69.ハーレム馬車
出発前に馬車の停車場の片隅で、ミーティングが行われた。
依頼人のサフィアと、その弟のナディライから今回のサリーデまでの道程の説明がされる。
今回使う馬車は全部で四台。移動は基本的に日中だけで、夜は宿場町で泊まる。
道中どうしても野営しなければならない区間もあるみたいだが、大体ちゃんとした宿に泊まれるのは助かるな。野営じゃなかなか疲労が取れないからね。
道程は十日間の予定だ。フェスティバル前夜祭の前日に到着する予定だ。
ずいぶんギリギリに到着するんだなと思っていたら、サフィアの商会の本隊は既にサリーデに到着して準備中との事だった。
サフィアは商会の代表らしいが、他の者は先にサリーデに行かせて、自分と数名はギリギリまで商品仕入れの為に奔走していたそうだ。それで護衛を頼むつもりでいた傭兵とタイミングが合わなくなり、知り合いだったディケイドを頼ったということだった。
ある程度の道程をサフィアから聞いた後、次にナディライが説明しだす。彼はサフィアの弟で彼女の専属護衛。さらに今回の俺達寄せ集めの護衛達のまとめ役である。
彼が説明するのは今回の護衛の注意点だ。こういった行商の馬車が一番注意するのは道中の魔獣なんだが、今回はちょっと違うようだ。
魔獣も現れるが、サリーデまでの道程で最も厄介なのは……野盗だ。
「厄介な野盗や山賊は、このサリーデのフェスティバル前を狙ってきます」
「この時期はどの馬車も商品を山ほど積んでいるからな」
ナディライの説明を、苦々しい表情で補足するディケイド。
つまり野盗にとっては狙い目の時期ってことだ。
今回の道程で、野営を出来るだけ避けているのはこの野盗対策ってことか。いくら対策をしていたとしても、寝込みを襲われる事は出来るだけ避けたいからね。宿場町で泊まれば、寝込みを襲われる可能性はほとんど無くなるからな。

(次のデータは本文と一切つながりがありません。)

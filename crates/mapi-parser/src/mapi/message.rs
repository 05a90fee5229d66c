use super::properties::{PropertyStream, StorageKind};
use crate::cfb::{CfbContainer, DirectoryEntry};
use crate::reader::decode;
use crate::rtf;
use log::{debug, warn};
use mapi_core::constants::{substream_name, tags, types, MSG_ATTACH, MSG_EMBEDDED, MSG_RECIP};
use mapi_core::models::filetime_to_datetime;
use mapi_core::{Attachment, Message, Recipient, Result};
use std::io::{Read, Seek};

/// Compressed RTF bodies below this size cannot carry the 16-byte
/// wrapper header and are treated as absent
const RTF_MIN_SIZE: usize = 16;

/// Embedded messages nested deeper than this are treated as absent
const MAX_EMBED_DEPTH: usize = 32;

/// Extract the message held by a CFB container.
pub fn read_message<R: Read + Seek>(reader: &mut R, container: &CfbContainer) -> Result<Message> {
    build_message(reader, container, container.root(), StorageKind::Root, 0)
}

fn build_message<R: Read + Seek>(
    reader: &mut R,
    container: &CfbContainer,
    storage: &DirectoryEntry,
    kind: StorageKind,
    depth: usize,
) -> Result<Message> {
    let props = PropertyStream::read(reader, container, storage, kind)?;

    let mut message = Message {
        message_class: unicode(reader, container, storage, tags::PID_TAG_MESSAGE_CLASS)?,
        message_id: unicode(reader, container, storage, tags::PID_TAG_INTERNET_MESSAGE_ID)?,
        display_to: unicode(reader, container, storage, tags::PID_TAG_DISPLAY_TO)?,
        display_cc: unicode(reader, container, storage, tags::PID_TAG_DISPLAY_CC)?,
        display_bcc: unicode(reader, container, storage, tags::PID_TAG_DISPLAY_BCC)?,
        sender_name: unicode(reader, container, storage, tags::PID_TAG_SENDER_NAME)?,
        sender_email_address: unicode(
            reader,
            container,
            storage,
            tags::PID_TAG_SENDER_EMAIL_ADDRESS,
        )?,
        sender_smtp_address: unicode(
            reader,
            container,
            storage,
            tags::PID_TAG_SENDER_SMTP_ADDRESS,
        )?,
        subject: unicode(reader, container, storage, tags::PID_TAG_SUBJECT)?,
        body_text: unicode(reader, container, storage, tags::PID_TAG_BODY)?,
        body_content_id: unicode(reader, container, storage, tags::PID_TAG_BODY_CONTENT_ID)?,
        transport_headers: unicode(
            reader,
            container,
            storage,
            tags::PID_TAG_TRANSPORT_MESSAGE_HEADERS,
        )?,
        rtf_in_sync: props.boolean(tags::PID_TAG_RTF_IN_SYNC, types::PTYP_BOOLEAN),
        has_attachments: props.boolean(tags::PID_TAG_HAS_ATTACHMENTS, types::PTYP_BOOLEAN),
        num_recipients: props.num_recipients()?,
        num_attachments: props.num_attachments()?,
        delivery_time: props
            .int64(tags::PID_TAG_MESSAGE_DELIVERY_TIME, types::PTYP_TIME)
            .and_then(filetime_to_datetime),
        submit_time: props
            .int64(tags::PID_TAG_CLIENT_SUBMIT_TIME, types::PTYP_TIME)
            .and_then(filetime_to_datetime),
        receipt_time: props
            .int64(tags::PID_TAG_RECEIPT_TIME, types::PTYP_TIME)
            .and_then(filetime_to_datetime),
        ..Default::default()
    };

    message.body_rtf = match substream(
        reader,
        container,
        storage,
        tags::PID_TAG_RTF_COMPRESSED,
        types::PTYP_BINARY,
    )? {
        Some(data) if data.len() >= RTF_MIN_SIZE => match rtf::decompress(&data) {
            Ok(decompressed) => Some(decompressed),
            Err(err) => {
                warn!("discarding undecodable RTF body: {}", err);
                None
            }
        },
        Some(data) => {
            warn!("discarding {}-byte RTF body", data.len());
            None
        }
        None => None,
    };

    // The HTML body falls back to the RTF text; turning RTF into real
    // HTML is left to the caller
    message.body_html = match unicode(reader, container, storage, tags::PID_TAG_BODY_HTML)? {
        Some(html) => Some(html),
        None => message.body_rtf.as_deref().and_then(decode::utf8),
    };

    for entry in container.select_children(storage, MSG_RECIP) {
        message
            .recipients
            .push(build_recipient(reader, container, entry)?);
    }

    for entry in container.select_children(storage, MSG_ATTACH) {
        message
            .attachments
            .push(build_attachment(reader, container, entry, depth)?);
    }

    debug!(
        "message '{}': {} recipients, {} attachments",
        message.subject.as_deref().unwrap_or(""),
        message.recipients.len(),
        message.attachments.len()
    );

    Ok(message)
}

fn build_recipient<R: Read + Seek>(
    reader: &mut R,
    container: &CfbContainer,
    storage: &DirectoryEntry,
) -> Result<Recipient> {
    PropertyStream::read(reader, container, storage, StorageKind::Recipient)?;

    let display_name =
        match unicode(reader, container, storage, tags::PID_TAG_RECIPIENT_DISPLAY_NAME)? {
            Some(name) => Some(name),
            None => unicode(reader, container, storage, tags::PID_TAG_DISPLAY_NAME)?,
        };

    Ok(Recipient {
        display_name,
        smtp_address: unicode(reader, container, storage, tags::PID_TAG_SMTP_ADDRESS)?,
        email_address: unicode(reader, container, storage, tags::PID_TAG_EMAIL_ADDRESS)?,
    })
}

fn build_attachment<R: Read + Seek>(
    reader: &mut R,
    container: &CfbContainer,
    storage: &DirectoryEntry,
    depth: usize,
) -> Result<Attachment> {
    let props = PropertyStream::read(reader, container, storage, StorageKind::Attachment)?;

    let file_name = match unicode(reader, container, storage, tags::PID_TAG_ATTACH_LONG_FILENAME)? {
        Some(name) => Some(name),
        None => unicode(reader, container, storage, tags::PID_TAG_ATTACH_FILENAME)?,
    };

    let embedded = match container.find_child(storage, MSG_EMBEDDED) {
        Some(sub) if sub.is_storage() => {
            if depth < MAX_EMBED_DEPTH {
                Some(Box::new(build_message(
                    reader,
                    container,
                    sub,
                    StorageKind::Embedded,
                    depth + 1,
                )?))
            } else {
                warn!("ignoring embedded message nested deeper than {}", MAX_EMBED_DEPTH);
                None
            }
        }
        _ => None,
    };

    Ok(Attachment {
        file_name,
        mime_type: unicode(reader, container, storage, tags::PID_TAG_ATTACH_MIME_TAG)?,
        size: props
            .int32(tags::PID_TAG_ATTACH_SIZE, types::PTYP_INTEGER32)
            .map(|(value, _)| value),
        number: props
            .int32(tags::PID_TAG_ATTACH_NUMBER, types::PTYP_INTEGER32)
            .map(|(value, _)| value),
        content_id: unicode(reader, container, storage, tags::PID_TAG_ATTACH_CONTENT_ID)?,
        object_type: props
            .int32(tags::PID_TAG_OBJECT_TYPE, types::PTYP_INTEGER32)
            .map(|(value, _)| value),
        attach_method: props
            .int32(tags::PID_TAG_ATTACH_METHOD, types::PTYP_INTEGER32)
            .map(|(value, _)| value),
        data: substream(
            reader,
            container,
            storage,
            tags::PID_TAG_ATTACH_DATA_BINARY,
            types::PTYP_BINARY,
        )?,
        embedded,
    })
}

/// Read the substream of `storage` carrying property `(tag, ptype)`
fn substream<R: Read + Seek>(
    reader: &mut R,
    container: &CfbContainer,
    storage: &DirectoryEntry,
    tag: u16,
    ptype: u16,
) -> Result<Option<Vec<u8>>> {
    container.read_child_stream(reader, storage, &substream_name(tag, ptype))
}

/// Read a PtypString property as UTF-16LE
fn unicode<R: Read + Seek>(
    reader: &mut R,
    container: &CfbContainer,
    storage: &DirectoryEntry,
    tag: u16,
) -> Result<Option<String>> {
    Ok(substream(reader, container, storage, tag, types::PTYP_STRING)?
        .as_deref()
        .and_then(decode::utf16le))
}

依頼人のサフィアとナディライからの説明が終わり、その間に馬車の方も準備出来たようだ。
馬車に乗り込む前にディケイドに声をかける。
「ディケイド。ティレイアって前から知り合いなのか?」
「ああ。前に俺のパーティーにいた奴だ。今は冒険者を引退しているが、腕は間違いないぞ」
「っていうことはクリスタルランク?」
「ああ、そうだ」
ディケイド達がイオアトスに来る前まで組んでたっていう魔術師か。脱退した理由はちゃんと聞いてなかったけど、サフィアの商会を手伝う為に抜けたのかな?
俺達は指示された馬車の方へと向かい出した。
◇◇
「それではそろそろ出発しようか。皆、よろしく頼むよ」
サフィアが声をかけて四台の馬車が動き出した。
「さーて! 楽しい楽しい旅の始まりだよー! あ、ツァミちゃん、このパン食べるぅ?」
やたらテンションの高いティレイアが目の前に座って、俺の隣にいるツァミに餌付けをしている。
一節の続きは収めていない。